# Mini and Oscar!



## pinkbutterflys (Nov 18, 2008)

this is mini and oscar... =]
they are both gorgeous dobermans, mini is a show doggyy and has come 2nd 3rd and 5th in the shows, oscar is just a silly billy 

both lovely babys under a year old!


----------



## colliemerles (Nov 2, 2007)

wow they are gorgeous, lovely pics,


----------



## KarenHSmith (Apr 20, 2008)

Arr he is lovely. xx


----------



## Guest (Dec 6, 2008)

Lovely dogs....great pics.


----------



## scosha37 (Feb 24, 2008)

You got your hands full there girl...

lovly dogs thou......

Hows you been?? havent seen youi on much..or is that just me..:lol:


----------



## Katie&Cody (Dec 4, 2008)

pinkbutterflys said:


> this is mini and oscar... =]
> they are both gorgeous dobermans, mini is a show doggyy and has come 2nd 3rd and 5th in the shows, oscar is just a silly billy
> 
> both lovely babys under a year old!


They're gorge! What breed are they?
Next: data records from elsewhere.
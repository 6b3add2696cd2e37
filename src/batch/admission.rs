//! Worker admission for batch dispatch.
//!
//! The coordinator asks the policy for a worker count before every chunk.
//! Memory readings only influence chunks that have not started yet.

use std::sync::Mutex;

use sysinfo::System;

/// Decides how many workers the next chunk may use.
pub trait AdmissionPolicy: Send + Sync {
    /// `current` is the count used for the previous chunk (the requested
    /// maximum for the first one). The result is clamped to
    /// `[1, requested]` by the caller.
    fn admit(&self, current: usize, requested: usize) -> usize;
}

/// Always admits the requested maximum.
#[derive(Clone, Copy, Debug, Default)]
pub struct Unlimited;

impl AdmissionPolicy for Unlimited {
    fn admit(&self, _current: usize, requested: usize) -> usize {
        requested
    }
}

/// Source of system memory usage.
pub trait MemoryProbe: Send + Sync {
    /// Used memory as a percentage of total, `None` when unavailable.
    fn used_percent(&self) -> Option<f32>;
}

pub struct SysinfoProbe {
    system: Mutex<System>,
}

impl SysinfoProbe {
    pub fn new() -> Self {
        Self {
            system: Mutex::new(System::new()),
        }
    }
}

impl Default for SysinfoProbe {
    fn default() -> Self {
        Self::new()
    }
}

impl MemoryProbe for SysinfoProbe {
    fn used_percent(&self) -> Option<f32> {
        let mut system = self.system.lock().ok()?;
        system.refresh_memory();
        let total = system.total_memory();
        if total == 0 {
            return None;
        }
        Some(system.used_memory() as f32 / total as f32 * 100.0)
    }
}

/// Halves the worker count while memory usage is above the threshold.
///
/// Below the threshold the requested maximum is restored. Never admits
/// fewer than one worker.
pub struct MemoryPressurePolicy<P = SysinfoProbe> {
    probe: P,
    threshold_percent: f32,
}

impl<P: MemoryProbe> MemoryPressurePolicy<P> {
    pub fn new(probe: P, threshold_percent: f32) -> Self {
        Self {
            probe,
            threshold_percent,
        }
    }
}

impl MemoryPressurePolicy<SysinfoProbe> {
    pub fn system(threshold_percent: f32) -> Self {
        Self::new(SysinfoProbe::new(), threshold_percent)
    }
}

impl<P: MemoryProbe> AdmissionPolicy for MemoryPressurePolicy<P> {
    fn admit(&self, current: usize, requested: usize) -> usize {
        match self.probe.used_percent() {
            Some(used) if used > self.threshold_percent => {
                let reduced = (current / 2).max(1);
                log::warn!(
                    "memory usage {:.1}% above {:.1}%, reducing batch workers {} -> {}",
                    used,
                    self.threshold_percent,
                    current,
                    reduced
                );
                reduced
            }
            Some(_) => requested,
            None => current,
        }
    }
}

#[cfg(test)]
mod tests {
    use super::*;
    use std::sync::atomic::{AtomicUsize, Ordering};

    /// Replays a fixed series of readings.
    struct ScriptedProbe {
        readings: Vec<Option<f32>>,
        next: AtomicUsize,
    }

    impl MemoryProbe for ScriptedProbe {
        fn used_percent(&self) -> Option<f32> {
            let i = self.next.fetch_add(1, Ordering::SeqCst);
            self.readings.get(i).copied().flatten()
        }
    }

    fn probe(readings: Vec<Option<f32>>) -> ScriptedProbe {
        ScriptedProbe {
            readings,
            next: AtomicUsize::new(0),
        }
    }

    #[test]
    fn halves_under_pressure_with_floor_of_one() {
        let policy = MemoryPressurePolicy::new(probe(vec![Some(95.0); 4]), 80.0);
        assert_eq!(policy.admit(8, 8), 4);
        assert_eq!(policy.admit(4, 8), 2);
        assert_eq!(policy.admit(2, 8), 1);
        assert_eq!(policy.admit(1, 8), 1);
    }

    #[test]
    fn recovers_to_requested_and_ignores_missing_readings() {
        let policy = MemoryPressurePolicy::new(probe(vec![Some(50.0), None]), 80.0);
        assert_eq!(policy.admit(2, 6), 6);
        assert_eq!(policy.admit(3, 6), 3);
    }

    #[test]
    fn unlimited_passes_through() {
        assert_eq!(Unlimited.admit(1, 7), 7);
    }
}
Im not very good at telling the breed yet.


----------



## pinkbutterflys (Nov 18, 2008)

dobermans!


----------



## JANICE199 (Feb 1, 2008)

*They are both very beautifull dogs, great pictures..*


----------



## Nicoleta (Dec 8, 2008)

Amazing Dobermanns and they look perfect with no cut ears and tail....:thumbup1:


----------



## kiska (Dec 12, 2008)

Great photos.


----------



## bobocat (Dec 14, 2008)

they are so cute !!!!!!!!!


----------



## crazydoglover (Dec 14, 2008)

They are stunning 

one of my fav breeds!


----------



## Natik (Mar 9, 2008)

they both look stunning dogs


----------